A magnificent story about how Apple built iPhone. A must to read.

A few headlines:

  • Code name of the project was P2 (Purple 2)
  • They built a phone and abandoned it (in fall 2006, just 3 months before Steve will launch the real iPhone)
  • To ensure the iPhone's tiny antenna could do its job effectively, Apple spent millions buying and assembling special robot-equipped testing rooms. To make sure the iPhone didn't generate too much radiation, Apple built models of human heads — complete with goo to simulate brain density — and measured the effects. To predict the iPhone's performance on a network, Apple engineers bought nearly a dozen server-sized radio-frequency simulators for millions of dollars apiece. Even Apple's experience designing screens for iPods didn't help the company design the iPhone screen, as Jobs discovered while toting a prototype in his pocket: To minimize scratching, the touchscreen needed to be made of glass, not hard plastic like on the iPod. One insider estimates that Apple spent roughly $150 million building the iPhone.
  • Apple gains net 80 $ from a 399$ iPhone plus 240$ from every 2 year contract with AT&T
  • iPhone has tripled the carrier's volume of data traffic in cities like New York and San Francisco
  • Jobs unveiled the MOTOROLA ROKR in September 2005. It was a disaster. Wired summarized the disappointment on its November 2005 cover: "YOU CALL THIS THE PHONE OF THE FUTURE?"
  • The negotiations with AT&T would take more than a year. At one point, Jobs met with some executives from Verizon, who promptly turned him down.
  • It took almost a year to shrink down Mac OSX to fit the iPhone.

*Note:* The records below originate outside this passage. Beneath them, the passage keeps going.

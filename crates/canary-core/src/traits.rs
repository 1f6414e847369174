//! Trait abstraction over the Canary cloud API.
//!
//! This module provides the [`CanaryApi`] trait that abstracts over the real
//! HTTP client and the mock API used in tests.

use async_trait::async_trait;

use canary_types::{DeviceId, Location, SensorReading};

use crate::error::Result;
use crate::session::{Credentials, Session};

/// The three remote operations the bridge relies on.
///
/// # Example
///
/// ```ignore
/// use canary_core::{CanaryApi, Result, Session};
///
/// async fn count_devices<A: CanaryApi + ?Sized>(api: &A, session: &Session) -> Result<usize> {
///     let locations = api.locations(session).await?;
///     Ok(locations.iter().map(|l| l.devices.len()).sum())
/// }
/// ```
#[async_trait]
pub trait CanaryApi: Send + Sync {
    /// Run the XSRF + credentials login flow and return a bearer session.
    async fn login(&self, credentials: &Credentials) -> Result<Session>;

    /// List all locations with their devices.
    async fn locations(&self, session: &Session) -> Result<Vec<Location>>;

    /// Fetch the latest readings for a device.
    async fn readings(&self, session: &Session, device_id: &DeviceId)
    -> Result<Vec<SensorReading>>;
}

  • Through it all, Jobs maintained the highest level of secrecy. Teams were split up and scattered across Apple's Cupertino, California, campus. Even the iPhone's hardware and software teams were kept apart: Hardware engineers worked on circuitry that was loaded with fake software, while software engineers worked off circuit boards sitting in wooden boxes. By January 2007, when Jobs announced the iPhone at Macworld, only 30 or so of the most senior people on the project had seen it.